Which lines of the records below contain the word "must"? Show each one.

Saved data entries:
==========

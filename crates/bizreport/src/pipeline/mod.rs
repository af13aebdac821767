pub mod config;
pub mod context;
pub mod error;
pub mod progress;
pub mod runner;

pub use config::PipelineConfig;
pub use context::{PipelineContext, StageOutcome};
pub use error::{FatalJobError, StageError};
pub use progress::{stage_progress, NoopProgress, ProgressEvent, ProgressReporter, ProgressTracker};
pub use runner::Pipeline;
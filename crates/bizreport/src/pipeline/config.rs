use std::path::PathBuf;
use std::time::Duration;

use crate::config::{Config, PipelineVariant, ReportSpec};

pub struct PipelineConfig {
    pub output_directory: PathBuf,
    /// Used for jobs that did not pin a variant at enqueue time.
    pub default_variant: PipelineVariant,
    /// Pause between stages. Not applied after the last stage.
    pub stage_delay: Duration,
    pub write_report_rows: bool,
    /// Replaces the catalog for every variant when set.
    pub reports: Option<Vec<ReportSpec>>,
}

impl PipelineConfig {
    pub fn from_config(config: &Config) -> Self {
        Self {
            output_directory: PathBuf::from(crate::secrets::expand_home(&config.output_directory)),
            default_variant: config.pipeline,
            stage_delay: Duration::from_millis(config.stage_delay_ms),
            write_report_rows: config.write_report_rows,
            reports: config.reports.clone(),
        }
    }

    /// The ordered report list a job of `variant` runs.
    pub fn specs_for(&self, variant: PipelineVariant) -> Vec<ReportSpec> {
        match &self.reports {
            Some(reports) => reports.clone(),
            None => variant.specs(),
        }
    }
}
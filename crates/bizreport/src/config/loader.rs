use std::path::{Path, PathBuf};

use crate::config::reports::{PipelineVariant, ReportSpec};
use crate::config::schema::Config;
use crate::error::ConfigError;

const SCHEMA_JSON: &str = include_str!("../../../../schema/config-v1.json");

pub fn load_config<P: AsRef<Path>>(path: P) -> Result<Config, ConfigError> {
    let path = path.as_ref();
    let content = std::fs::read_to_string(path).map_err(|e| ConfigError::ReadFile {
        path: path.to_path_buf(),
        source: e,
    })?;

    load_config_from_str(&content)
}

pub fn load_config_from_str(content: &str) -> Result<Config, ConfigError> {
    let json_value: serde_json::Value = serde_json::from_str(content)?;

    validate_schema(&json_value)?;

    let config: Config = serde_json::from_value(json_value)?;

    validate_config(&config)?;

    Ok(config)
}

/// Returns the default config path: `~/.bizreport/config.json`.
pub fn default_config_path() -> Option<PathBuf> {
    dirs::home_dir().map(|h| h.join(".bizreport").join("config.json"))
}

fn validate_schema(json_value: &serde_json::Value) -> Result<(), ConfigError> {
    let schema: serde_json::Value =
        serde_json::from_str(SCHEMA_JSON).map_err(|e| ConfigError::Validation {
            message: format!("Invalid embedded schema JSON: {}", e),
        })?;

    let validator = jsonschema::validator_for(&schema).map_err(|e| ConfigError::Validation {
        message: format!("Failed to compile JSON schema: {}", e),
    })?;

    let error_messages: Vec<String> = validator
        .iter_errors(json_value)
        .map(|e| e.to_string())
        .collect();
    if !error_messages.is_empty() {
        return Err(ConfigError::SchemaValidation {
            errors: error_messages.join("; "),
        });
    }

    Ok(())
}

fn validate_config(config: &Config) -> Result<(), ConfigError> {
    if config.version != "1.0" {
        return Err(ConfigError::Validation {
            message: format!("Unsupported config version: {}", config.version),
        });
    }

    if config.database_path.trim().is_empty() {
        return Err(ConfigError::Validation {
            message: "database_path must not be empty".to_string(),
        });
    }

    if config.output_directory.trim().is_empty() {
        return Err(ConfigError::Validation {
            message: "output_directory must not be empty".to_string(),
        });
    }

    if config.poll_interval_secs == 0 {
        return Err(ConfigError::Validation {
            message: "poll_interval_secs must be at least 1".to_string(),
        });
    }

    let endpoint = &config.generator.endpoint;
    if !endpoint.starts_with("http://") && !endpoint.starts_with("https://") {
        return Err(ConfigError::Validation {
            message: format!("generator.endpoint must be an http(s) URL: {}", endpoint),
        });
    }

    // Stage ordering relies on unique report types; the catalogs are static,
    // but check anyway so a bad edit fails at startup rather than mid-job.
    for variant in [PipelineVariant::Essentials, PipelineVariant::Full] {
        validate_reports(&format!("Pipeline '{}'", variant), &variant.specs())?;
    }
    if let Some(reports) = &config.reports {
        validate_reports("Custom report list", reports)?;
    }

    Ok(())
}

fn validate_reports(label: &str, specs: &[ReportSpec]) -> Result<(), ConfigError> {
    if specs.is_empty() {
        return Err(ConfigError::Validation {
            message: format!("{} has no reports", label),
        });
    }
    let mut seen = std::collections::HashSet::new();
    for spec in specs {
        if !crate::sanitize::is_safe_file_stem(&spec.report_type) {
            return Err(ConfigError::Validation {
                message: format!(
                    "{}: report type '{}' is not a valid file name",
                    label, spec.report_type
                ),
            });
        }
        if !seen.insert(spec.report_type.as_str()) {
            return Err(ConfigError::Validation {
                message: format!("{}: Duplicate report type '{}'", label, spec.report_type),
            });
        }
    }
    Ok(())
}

==========

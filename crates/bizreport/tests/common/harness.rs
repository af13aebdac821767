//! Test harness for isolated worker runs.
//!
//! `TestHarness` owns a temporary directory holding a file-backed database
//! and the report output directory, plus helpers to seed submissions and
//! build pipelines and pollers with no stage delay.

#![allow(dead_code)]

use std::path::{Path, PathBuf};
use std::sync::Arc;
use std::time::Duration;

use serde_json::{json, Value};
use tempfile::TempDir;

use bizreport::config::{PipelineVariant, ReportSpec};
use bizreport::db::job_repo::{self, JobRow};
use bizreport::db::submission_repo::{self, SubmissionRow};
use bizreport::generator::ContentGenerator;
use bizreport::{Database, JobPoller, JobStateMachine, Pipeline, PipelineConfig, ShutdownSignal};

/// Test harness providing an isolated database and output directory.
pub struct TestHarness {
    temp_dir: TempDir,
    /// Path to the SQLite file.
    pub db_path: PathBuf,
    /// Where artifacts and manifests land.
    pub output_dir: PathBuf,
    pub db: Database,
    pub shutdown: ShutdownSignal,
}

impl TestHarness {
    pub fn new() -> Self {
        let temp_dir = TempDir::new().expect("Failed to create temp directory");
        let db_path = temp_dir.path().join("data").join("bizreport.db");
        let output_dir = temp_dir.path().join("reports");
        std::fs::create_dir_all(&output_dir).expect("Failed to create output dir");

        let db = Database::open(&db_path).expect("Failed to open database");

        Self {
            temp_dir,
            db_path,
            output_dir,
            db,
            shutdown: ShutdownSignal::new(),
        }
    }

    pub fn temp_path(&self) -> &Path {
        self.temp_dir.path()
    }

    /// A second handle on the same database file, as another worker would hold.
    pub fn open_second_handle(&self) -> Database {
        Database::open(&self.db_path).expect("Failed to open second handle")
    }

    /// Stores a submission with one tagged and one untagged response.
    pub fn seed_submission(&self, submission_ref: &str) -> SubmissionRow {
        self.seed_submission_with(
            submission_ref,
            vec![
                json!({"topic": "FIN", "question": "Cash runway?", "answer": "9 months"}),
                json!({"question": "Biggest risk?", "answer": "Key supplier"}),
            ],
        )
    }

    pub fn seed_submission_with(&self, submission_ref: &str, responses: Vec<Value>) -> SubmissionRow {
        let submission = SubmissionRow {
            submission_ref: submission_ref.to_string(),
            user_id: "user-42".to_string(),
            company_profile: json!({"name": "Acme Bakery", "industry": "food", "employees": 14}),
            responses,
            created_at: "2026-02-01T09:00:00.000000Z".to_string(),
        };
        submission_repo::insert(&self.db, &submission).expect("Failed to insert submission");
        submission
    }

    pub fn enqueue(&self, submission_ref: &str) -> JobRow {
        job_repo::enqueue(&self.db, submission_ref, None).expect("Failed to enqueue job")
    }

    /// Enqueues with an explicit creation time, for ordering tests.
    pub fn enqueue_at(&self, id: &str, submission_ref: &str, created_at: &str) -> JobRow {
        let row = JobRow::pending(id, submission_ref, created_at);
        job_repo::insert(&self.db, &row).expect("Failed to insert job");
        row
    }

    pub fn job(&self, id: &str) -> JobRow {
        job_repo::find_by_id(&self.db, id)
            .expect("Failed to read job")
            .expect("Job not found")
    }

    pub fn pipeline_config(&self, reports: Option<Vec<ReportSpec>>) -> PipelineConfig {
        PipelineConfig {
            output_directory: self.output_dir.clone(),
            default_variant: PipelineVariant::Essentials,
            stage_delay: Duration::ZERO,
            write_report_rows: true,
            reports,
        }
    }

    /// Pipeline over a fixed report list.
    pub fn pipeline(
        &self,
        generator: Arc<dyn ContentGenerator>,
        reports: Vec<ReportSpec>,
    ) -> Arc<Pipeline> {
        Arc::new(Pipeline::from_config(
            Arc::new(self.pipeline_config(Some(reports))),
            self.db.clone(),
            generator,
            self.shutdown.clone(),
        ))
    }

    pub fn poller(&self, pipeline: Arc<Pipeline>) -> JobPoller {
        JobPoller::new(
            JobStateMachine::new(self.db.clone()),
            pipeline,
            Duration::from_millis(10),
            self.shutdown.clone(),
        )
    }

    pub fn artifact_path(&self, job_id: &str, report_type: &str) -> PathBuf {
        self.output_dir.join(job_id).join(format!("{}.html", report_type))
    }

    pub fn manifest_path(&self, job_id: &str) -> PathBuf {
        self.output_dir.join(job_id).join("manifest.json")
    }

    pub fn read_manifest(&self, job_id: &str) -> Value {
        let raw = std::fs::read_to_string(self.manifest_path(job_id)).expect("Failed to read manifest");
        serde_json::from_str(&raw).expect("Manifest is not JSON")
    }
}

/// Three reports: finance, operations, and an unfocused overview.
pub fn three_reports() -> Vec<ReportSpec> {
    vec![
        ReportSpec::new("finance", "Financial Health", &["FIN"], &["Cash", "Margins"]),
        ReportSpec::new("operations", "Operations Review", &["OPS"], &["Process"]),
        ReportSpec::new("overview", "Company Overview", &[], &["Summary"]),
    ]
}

==========

• [Reply]
            message: "database_path must not be empty".to_string(),
            message: "output_directory must not be empty".to_string(),
            message: "poll_interval_secs must be at least 1".to_string(),
            message: format!("generator.endpoint must be an http(s) URL: {}", endpoint),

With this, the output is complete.